The authors went through two seasons of "ER" to observe the insertion of breathing pipes -- known as intubation -- in episodes and found that of the 22 times the procedure was performed in a typical situation and was visible to the cameras, it was never done properly.
"While few would suggest that medical dramas can be held responsible for physician performance, it has been previously suggested that they can significantly influence beliefs," the authors wrote.
Intubation is a particularly suspect procedure for learning through television because it is not often taught as part of the required medical school curriculum. Many doctors will not have to perform it in their specific areas, so it is typically taught during anesthesia training or in emergency medicine electives, and it is often used in emergency situations, which makes it a prime action for television.
"Intubation is one of the many skills that physicians use with patients, and it's one of the skills where there is a life and death component," said Sinz, noting that it needs to be done both well and quickly.
For real doctors, it takes plenty of practice to get it right.
"It takes about 10 to 20 intubations to learn how to intubate someone relatively safely and relatively successfully," said Dr.
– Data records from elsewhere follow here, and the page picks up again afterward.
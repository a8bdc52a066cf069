//! Scatter the global field into per-process subdomains, and gather the
//! interiors back.
//!
//! Only the coordinator ever holds the global field. During distribution it
//! walks the ranks in ascending order, cuts each rank's halo-inclusive
//! window out of the field and ships it; the other ranks block on the
//! matching receive. Collection is the inverse, except that only interiors
//! travel: the coordinator's field still carries the fixed border.

use crate::algs::communicator::{COORDINATOR, CommTag, Communicator};
use crate::algs::wire::{cast_slice, cast_slice_mut};
use crate::data::field::GlobalField;
use crate::data::scalar::Scalar;
use crate::data::subdomain::DoubleBuffer;
use crate::stencil_error::StencilError;
use crate::topology::cartesian::CartesianTopology;

fn check_group<C: Communicator>(comm: &C, topo: &CartesianTopology) -> Result<(), StencilError> {
    if comm.size() != topo.nprocs() {
        return Err(StencilError::ShapeMismatch {
            what: "process group",
            expected: topo.nprocs(),
            actual: comm.size(),
        });
    }
    if comm.rank() != topo.rank() {
        return Err(StencilError::RankOutOfRange {
            rank: comm.rank(),
            size: topo.nprocs(),
        });
    }
    Ok(())
}

fn coordinator_field<'a, T: Scalar>(
    topo: &CartesianTopology,
    field: Option<&'a GlobalField<T>>,
) -> Result<&'a GlobalField<T>, StencilError> {
    let field = field.ok_or(StencilError::MissingGlobalField(COORDINATOR))?;
    let [sx, sy] = topo.global_size();
    if field.size_x() != sx || field.size_y() != sy {
        return Err(StencilError::ShapeMismatch {
            what: "global field",
            expected: sx * sy,
            actual: field.size_x() * field.size_y(),
        });
    }
    Ok(field)
}

/// Seeds both slots of `buffers` with this rank's initial window.
///
/// `global` is required on the coordinator and ignored elsewhere.
pub fn distribute<T, C>(
    comm: &C,
    topo: &CartesianTopology,
    global: Option<&GlobalField<T>>,
    buffers: &mut DoubleBuffer<T>,
    tag: CommTag,
) -> Result<(), StencilError>
where
    T: Scalar,
    C: Communicator,
{
    check_group(comm, topo)?;
    let e = topo.local_extent();
    let mut window = vec![T::zero(); e.len()];
    if comm.rank() == COORDINATOR {
        let field = coordinator_field(topo, global)?;
        for r in 0..topo.nprocs() {
            let [x0, y0] = topo.origin_of(r)?;
            field.copy_window(x0, y0, e.stride(), e.rows(), &mut window)?;
            if r == COORDINATOR {
                buffers.seed(&window)?;
            } else {
                comm.send(r, tag.as_u16(), cast_slice(&window))?;
            }
        }
        log::debug!("distributed {} windows of {}x{}", topo.nprocs(), e.stride(), e.rows());
    } else {
        comm.recv_into(COORDINATOR, tag.as_u16(), cast_slice_mut(&mut window))?;
        buffers.seed(&window)?;
    }
    Ok(())
}

/// Writes every rank's interior (current slot) back into the coordinator's
/// field. Every rank sends exactly once.
pub fn collect<T, C>(
    comm: &C,
    topo: &CartesianTopology,
    buffers: &DoubleBuffer<T>,
    global: Option<&mut GlobalField<T>>,
    tag: CommTag,
) -> Result<(), StencilError>
where
    T: Scalar,
    C: Communicator,
{
    check_group(comm, topo)?;
    let e = topo.local_extent();
    let mut block = vec![T::zero(); e.interior_len()];
    if comm.rank() == COORDINATOR {
        let field = global.ok_or(StencilError::MissingGlobalField(COORDINATOR))?;
        coordinator_field(topo, Some(&*field))?;
        for r in 0..topo.nprocs() {
            if r == COORDINATOR {
                buffers.pack_interior(&mut block)?;
            } else {
                comm.recv_into(r, tag.as_u16(), cast_slice_mut(&mut block))?;
            }
            let [x0, y0] = topo.origin_of(r)?;
            field.write_window(x0 + 1, y0 + 1, e.nx, e.ny, &block)?;
        }
        log::debug!("collected {} interiors of {}x{}", topo.nprocs(), e.nx, e.ny);
    } else {
        buffers.pack_interior(&mut block)?;
        comm.send(COORDINATOR, tag.as_u16(), cast_slice(&block))?;
    }
    Ok(())
}
//! 5-point diffusion update over the interior of a halo-padded block.
//!
//! Every tier (sequential reference, shared-memory, hybrid) goes through
//! [`sweep_row`], so results are bitwise identical no matter how rows are
//! scheduled. Each output cell reads only the previous buffer, which makes
//! row order irrelevant; the per-row convergence flags are combined with an
//! order-independent AND that never short-circuits.

use rayon::prelude::*;

use crate::data::field::Extent;
use crate::data::scalar::Scalar;
use crate::stencil_error::StencilError;

/// Diffusion coefficient and convergence tolerance in sample precision.
#[derive(Debug, Clone, Copy, PartialEq)]
pub struct StencilParams<T> {
    alpha: T,
    center: T,
    epsilon: T,
    max_steps: usize,
}

impl<T: Scalar> StencilParams<T> {
    pub fn new(alpha: T, epsilon: T, max_steps: usize) -> Result<Self, StencilError> {
        if !alpha.is_finite() {
            return Err(StencilError::InvalidParameter {
                name: "alpha",
                reason: format!("{alpha} is not finite"),
            });
        }
        if !epsilon.is_finite() || epsilon < T::zero() {
            return Err(StencilError::InvalidParameter {
                name: "epsilon",
                reason: format!("{epsilon} must be finite and >= 0"),
            });
        }
        let four = T::one() + T::one() + T::one() + T::one();
        Ok(Self {
            alpha,
            center: T::one() - four * alpha,
            epsilon,
            max_steps,
        })
    }

    #[inline]
    pub fn alpha(&self) -> T {
        self.alpha
    }

    #[inline]
    pub fn epsilon(&self) -> T {
        self.epsilon
    }

    #[inline]
    pub fn max_steps(&self) -> usize {
        self.max_steps
    }

    /// Same coefficients with a different step limit.
    pub fn with_max_steps(mut self, max_steps: usize) -> Self {
        self.max_steps = max_steps;
        self
    }
}

/// Updates interior row `y` of `row` from `prev`; true if no cell moved by
/// more than epsilon.
#[inline]
fn sweep_row<T: Scalar>(
    prev: &[T],
    row: &mut [T],
    y: usize,
    e: Extent,
    k: &StencilParams<T>,
) -> bool {
    let s = e.stride();
    let mut converged = true;
    for x in 1..=e.nx {
        let i = x + s * y;
        let c = prev[i];
        let v = k.alpha * (prev[i - 1] + prev[i + 1] + prev[i - s] + prev[i + s]) + k.center * c;
        row[x] = v;
        if (c - v).abs() > k.epsilon {
            converged = false;
        }
    }
    converged
}

fn check_len<T>(prev: &[T], cur: &[T], e: Extent) -> Result<(), StencilError> {
    for (what, len) in [("previous buffer", prev.len()), ("current buffer", cur.len())] {
        if len != e.len() {
            return Err(StencilError::ShapeMismatch {
                what,
                expected: e.len(),
                actual: len,
            });
        }
    }
    Ok(())
}

/// Single-threaded sweep. Returns the local convergence flag.
pub fn update_serial<T: Scalar>(
    prev: &[T],
    cur: &mut [T],
    e: Extent,
    k: &StencilParams<T>,
) -> Result<bool, StencilError> {
    check_len(prev, cur, e)?;
    Ok(cur
        .chunks_exact_mut(e.stride())
        .enumerate()
        .skip(1)
        .take(e.ny)
        .map(|(y, row)| sweep_row(prev, row, y, e, k))
        .fold(true, |acc, c| acc & c))
}

/// Row-parallel sweep on the current rayon pool.
///
/// Returns only after every row is written, which is the barrier the halo
/// exchange relies on.
pub fn update_parallel<T: Scalar>(
    prev: &[T],
    cur: &mut [T],
    e: Extent,
    k: &StencilParams<T>,
) -> Result<bool, StencilError> {
    check_len(prev, cur, e)?;
    Ok(cur
        .par_chunks_exact_mut(e.stride())
        .enumerate()
        .skip(1)
        .take(e.ny)
        .map(|(y, row)| sweep_row(prev, row, y, e, k))
        .reduce(|| true, |a, b| a & b))
}
//! Data module: global field, halo-padded subdomains and sample bounds

pub mod field;
pub mod scalar;
pub mod subdomain;

pub use field::{Extent, GlobalField};
pub use scalar::Scalar;
pub use subdomain::DoubleBuffer;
William Hurford, chairman of the department of anesthesiology at the University of Cincinnati Medical Center.
In his hospital, Hurford said, students are shown a video, and are then taught repeatedly in a simulated setting before doing it for real in the emergency room, preferably under less stressful conditions, which is not always the case.
"A lot of physicians learn in a code situation," said Hurford. "We obviously don't encourage that."
Hurford noted that while he knows students watch medical dramas, they have never used what they see on TV as an excuse for an improper intubation.
"They've never given me that excuse. ... Maybe they're just too embarrassed to admit it," he said.
But while doctors' learning in the wrong place is a newer alarm, there has long been a worry about the impression medical dramas give patients about doctors.
A 1996 study published in the New England Journal of Medicine found that successful CPR was performed on television 75 percent of the time, while even optimistic estimates suggest it will only revive someone 15 percent of the time.
The authors noted that this might give the public unrealistic expectations, although, as Dr. John Lantos told ABCNews.com, they could never prove this.
The drama of a television show, said Lantos, a professor of pediatrics and bioethics at the University of Chicago and at the Center for Practical Bioethics in Kansas City, Mo., can help teach doctors about some medical issues, even if not the procedures.